-- TASK GOAL --
Where the word "struct" appears in a line of the entries below, count that line and give the total alone.

[Stored data]
use std::fmt;
use std::str::FromStr;

use log::warn;

use crate::dimension::Dimension;
use crate::error::RelateError;
use crate::location::Location;

/// A DE-9IM intersection matrix.
///
/// Rows are the interior/boundary/exterior of the first geometry, columns
/// of the second; each cell holds the dimension of the intersection of
/// that pair of point sets. Cells only ever increase while a relate
/// computation runs ([`IntersectionMatrix::set_at_least`] is the sole
/// mutator used), which is what allows predicates to conclude early.
#[derive(Debug, Clone, Copy, PartialEq, Eq)]
pub struct IntersectionMatrix {
    dims: [[Dimension; 3]; 3],
}

impl Default for IntersectionMatrix {
    fn default() -> Self {
        IntersectionMatrix {
            dims: [[Dimension::False; 3]; 3],
        }
    }
}

impl IntersectionMatrix {
    pub fn new() -> Self {
        Default::default()
    }

    pub fn get(&self, row: Location, col: Location) -> Dimension {
        self.dims[row.index()][col.index()]
    }

    pub fn set(&mut self, row: Location, col: Location, dim: Dimension) {
        self.dims[row.index()][col.index()] = dim;
    }

    /// Monotone update: raise the cell to `dim` if it is currently lower.
    /// A lower `dim` leaves the cell alone, so repeated discovery of the
    /// same interaction can never lose information.
    pub fn set_at_least(&mut self, row: Location, col: Location, dim: Dimension) {
        let cell = &mut self.dims[row.index()][col.index()];
        if *cell < dim {
            *cell = dim;
        }
    }

    /// Like `set_at_least` but asserts the update is non-decreasing
    /// for the exact cell semantics (used by the topology computer).
    pub(crate) fn update(&mut self, row: Location, col: Location, dim: Dimension) {
        if row == Location::NoneLoc || col == Location::NoneLoc {
            debug_assert!(false, "matrix update with NoneLoc location");
            warn!("ignoring matrix update at NoneLoc");
            return;
        }
        self.set_at_least(row, col, dim);
    }

    /// Match against a DE-9IM pattern of 9 chars over `F T 0 1 2 *`.
    pub fn matches(&self, pattern: &str) -> Result<bool, RelateError> {
        let pat = Pattern::from_str(pattern)?;
        Ok(pat.matches(self))
    }

    /// The matrix of the arguments swapped: `relate(B, A)` is the
    /// transpose of `relate(A, B)`.
    pub fn transposed(&self) -> IntersectionMatrix {
        let mut out = IntersectionMatrix::new();
        for row in 0..3 {
            for col in 0..3 {
                out.dims[col][row] = self.dims[row][col];
            }
        }
        out
    }

    fn cell(&self, i: usize) -> Dimension {
        self.dims[i / 3][i % 3]
    }
}

impl fmt::Display for IntersectionMatrix {
    fn fmt(&self, f: &mut fmt::Formatter<'_>) -> fmt::Result {
        for row in &self.dims {
            for d in row {
                write!(f, "{}", d.symbol())?;
            }
        }
        Ok(())
    }
}

impl FromStr for IntersectionMatrix {
    type Err = RelateError;

    fn from_str(s: &str) -> Result<Self, Self::Err> {
        if s.chars().count() != 9 {
            return Err(RelateError::InvalidPattern(s.to_string()));
        }
        let mut im = IntersectionMatrix::new();
        for (i, c) in s.chars().enumerate() {
            let dim = Dimension::from_symbol(c)
                .ok_or_else(|| RelateError::InvalidPattern(s.to_string()))?;
            im.dims[i / 3][i % 3] = dim;
        }
        Ok(im)
    }
}

/// One cell constraint of a DE-9IM pattern.
#[derive(Debug, Clone, Copy, PartialEq, Eq)]
pub(crate) enum CellPattern {
    Any,
    True,
    False,
    Dim(Dimension),
}

impl CellPattern {
    pub(crate) fn matches(&self, dim: Dimension) -> bool {
        match self {
            CellPattern::Any => true,
            CellPattern::True => dim != Dimension::False,
            CellPattern::False => dim == Dimension::False,
            CellPattern::Dim(d) => dim == *d,
        }
    }

    /// With monotone cell values, can this constraint still be met once
    /// the cell has reached `dim`?
    pub(crate) fn satisfiable_at(&self, dim: Dimension) -> bool {
        match self {
            CellPattern::Any | CellPattern::True => true,
            CellPattern::False => dim == Dimension::False,
            CellPattern::Dim(d) => dim <= *d,
        }
    }
}

/// A parsed DE-9IM pattern.
#[derive(Debug, Clone, Copy, PartialEq, Eq)]
pub(crate) struct Pattern {
    cells: [CellPattern; 9],
}

impl Pattern {
    pub(crate) fn cells(&self) -> &[CellPattern; 9] {
        &self.cells
    }

    pub(crate) fn matches(&self, im: &IntersectionMatrix) -> bool {
        (0..9).all(|i| self.cells[i].matches(im.cell(i)))
    }
}

impl FromStr for Pattern {
    type Err = RelateError;

    fn from_str(s: &str) -> Result<Self, Self::Err> {
        let mut cells = [CellPattern::Any; 9];
        let mut n = 0;
        for (i, c) in s.chars().enumerate() {
            if i >= 9 {
                return Err(RelateError::InvalidPattern(s.to_string()));
            }
            cells[i] = match c {
                '*' => CellPattern::Any,
                'T' | 't' => CellPattern::True,
                'F' | 'f' => CellPattern::False,
                _ => Dimension::from_symbol(c)
                    .filter(|d| *d != Dimension::False)
                    .map(CellPattern::Dim)
                    .ok_or_else(|| RelateError::InvalidPattern(s.to_string()))?,
            };
            n += 1;
        }
        if n != 9 {
            return Err(RelateError::InvalidPattern(s.to_string()));
        }
        Ok(Pattern { cells })
    }
}

#[cfg(test)]
mod tests {
    use super::*;
    use Location::*;

    #[test]
    fn empty_matrix_is_all_false() {
        let im = IntersectionMatrix::new();
        assert_eq!(im.to_string(), "FFFFFFFFF");
        assert!(im.matches("FFFFFFFFF").unwrap());
        assert!(im.matches("*********").unwrap());
    }

    #[test]
    fn set_at_least_is_monotone() {
        let mut im = IntersectionMatrix::new();
        im.set_at_least(Interior, Interior, Dimension::P);
        im.set_at_least(Interior, Interior, Dimension::L);
        assert_eq!(im.get(Interior, Interior), Dimension::L);
        // lower request leaves the cell alone
        im.set_at_least(Interior, Interior, Dimension::P);
        assert_eq!(im.get(Interior, Interior), Dimension::L);
    }

    #[test]
    fn pattern_match_semantics() {
        let im: IntersectionMatrix = "212101212".parse().unwrap();
        assert!(im.matches("T*T***T**").unwrap()); // overlaps (A/A)
        assert!(!im.matches("T*F**F***").unwrap()); // within
        assert!(im.matches("212101212").unwrap());
        assert!(!im.matches("2121012FF").unwrap());
    }

    #[test]
    fn string_roundtrip() {
        for s in &["FF0FFF0F2", "1FFF0FFF2", "212101212", "FFFFFFFF2"] {
            let im: IntersectionMatrix = s.parse().unwrap();
            assert_eq!(&im.to_string(), s);
        }
    }

    #[test]
    fn bad_patterns_rejected() {
        let im = IntersectionMatrix::new();
        assert!(im.matches("TTTT").is_err());
        assert!(im.matches("TTTTTTTTX").is_err());
        assert!("F".parse::<IntersectionMatrix>().is_err());
    }

    #[test]
    fn satisfiable_tracking() {
        assert!(CellPattern::False.satisfiable_at(Dimension::False));
        assert!(!CellPattern::False.satisfiable_at(Dimension::P));
        assert!(CellPattern::Dim(Dimension::L).satisfiable_at(Dimension::P));
        assert!(!CellPattern::Dim(Dimension::P).satisfiable_at(Dimension::L));
        assert!(CellPattern::True.satisfiable_at(Dimension::False));
    }
}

-- TASK RESULT --
2